__INSTRUCTIONS TO FOLLOW__. Wherever a line below holds the word "format", copy that line.

(DATA PROVIDED)

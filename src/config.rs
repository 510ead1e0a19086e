//! Application configuration
//!
//! Everything can come from a TOML file; command-line flags override it.
//!
//! ```toml
//! log_file = "cosmic-tracer.log"
//!
//! [game]
//! grid_width = 40
//! grid_height = 30
//! wrap_around = false
//!
//! [service]
//! base_url = "https://tracer.example.com"
//! timeout_ms = 3000
//! ```

use anyhow::{Context, Result};
use serde::{Deserialize, Serialize};
use std::path::{Path, PathBuf};
use std::time::Duration;

use crate::game::GameConfig;

/// Environment variable holding the bearer token for score submission
pub const TOKEN_ENV: &str = "COSMIC_TRACER_TOKEN";

/// Where and how to reach the external score service
#[derive(Debug, Clone, PartialEq, Serialize, Deserialize)]
#[serde(default)]
pub struct ServiceConfig {
    /// Base URL of the service; submission is off when unset
    pub base_url: Option<String>,
    /// Bearer token sent with submissions
    pub token: Option<String>,
    /// Per-request timeout; kept short so a dead service fails fast
    pub timeout_ms: u64,
}

impl Default for ServiceConfig {
    fn default() -> Self {
        Self {
            base_url: None,
            token: None,
            timeout_ms: 3_000,
        }
    }
}

impl ServiceConfig {
    pub fn timeout(&self) -> Duration {
        Duration::from_millis(self.timeout_ms)
    }
}

#[derive(Debug, Clone, Default, PartialEq, Serialize, Deserialize)]
#[serde(default)]
pub struct AppConfig {
    pub game: GameConfig,
    pub service: ServiceConfig,
    /// Best-score file; defaults to the platform data directory
    pub best_score_path: Option<PathBuf>,
    /// Log destination; the terminal UI owns stdout/stderr
    pub log_file: Option<PathBuf>,
    /// Log filter used when RUST_LOG is unset
    pub log_level: Option<String>,
}

impl AppConfig {
    /// Read a TOML config file
    pub fn load(path: &Path) -> Result<Self> {
        let text = std::fs::read_to_string(path)
            .with_context(|| format!("Failed to read config file {:?}", path))?;
        Self::from_toml(&text).with_context(|| format!("Invalid config file {:?}", path))
    }

    pub fn from_toml(text: &str) -> Result<Self> {
        toml::from_str(text).context("Failed to parse config")
    }

    /// Fill the service token from the environment if the file left it out
    pub fn with_token_from_env(mut self) -> Self {
        if self.service.token.is_none() {
            self.service.token = std::env::var(TOKEN_ENV).ok().filter(|t| !t.is_empty());
        }
        self
    }
}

(End DATA PROVIDED)

__ANSWER SECTION__.
            .with_context(|| format!("Failed to read config file {:?}", path))?;
        Self::from_toml(&text).with_context(|| format!("Invalid config file {:?}", path))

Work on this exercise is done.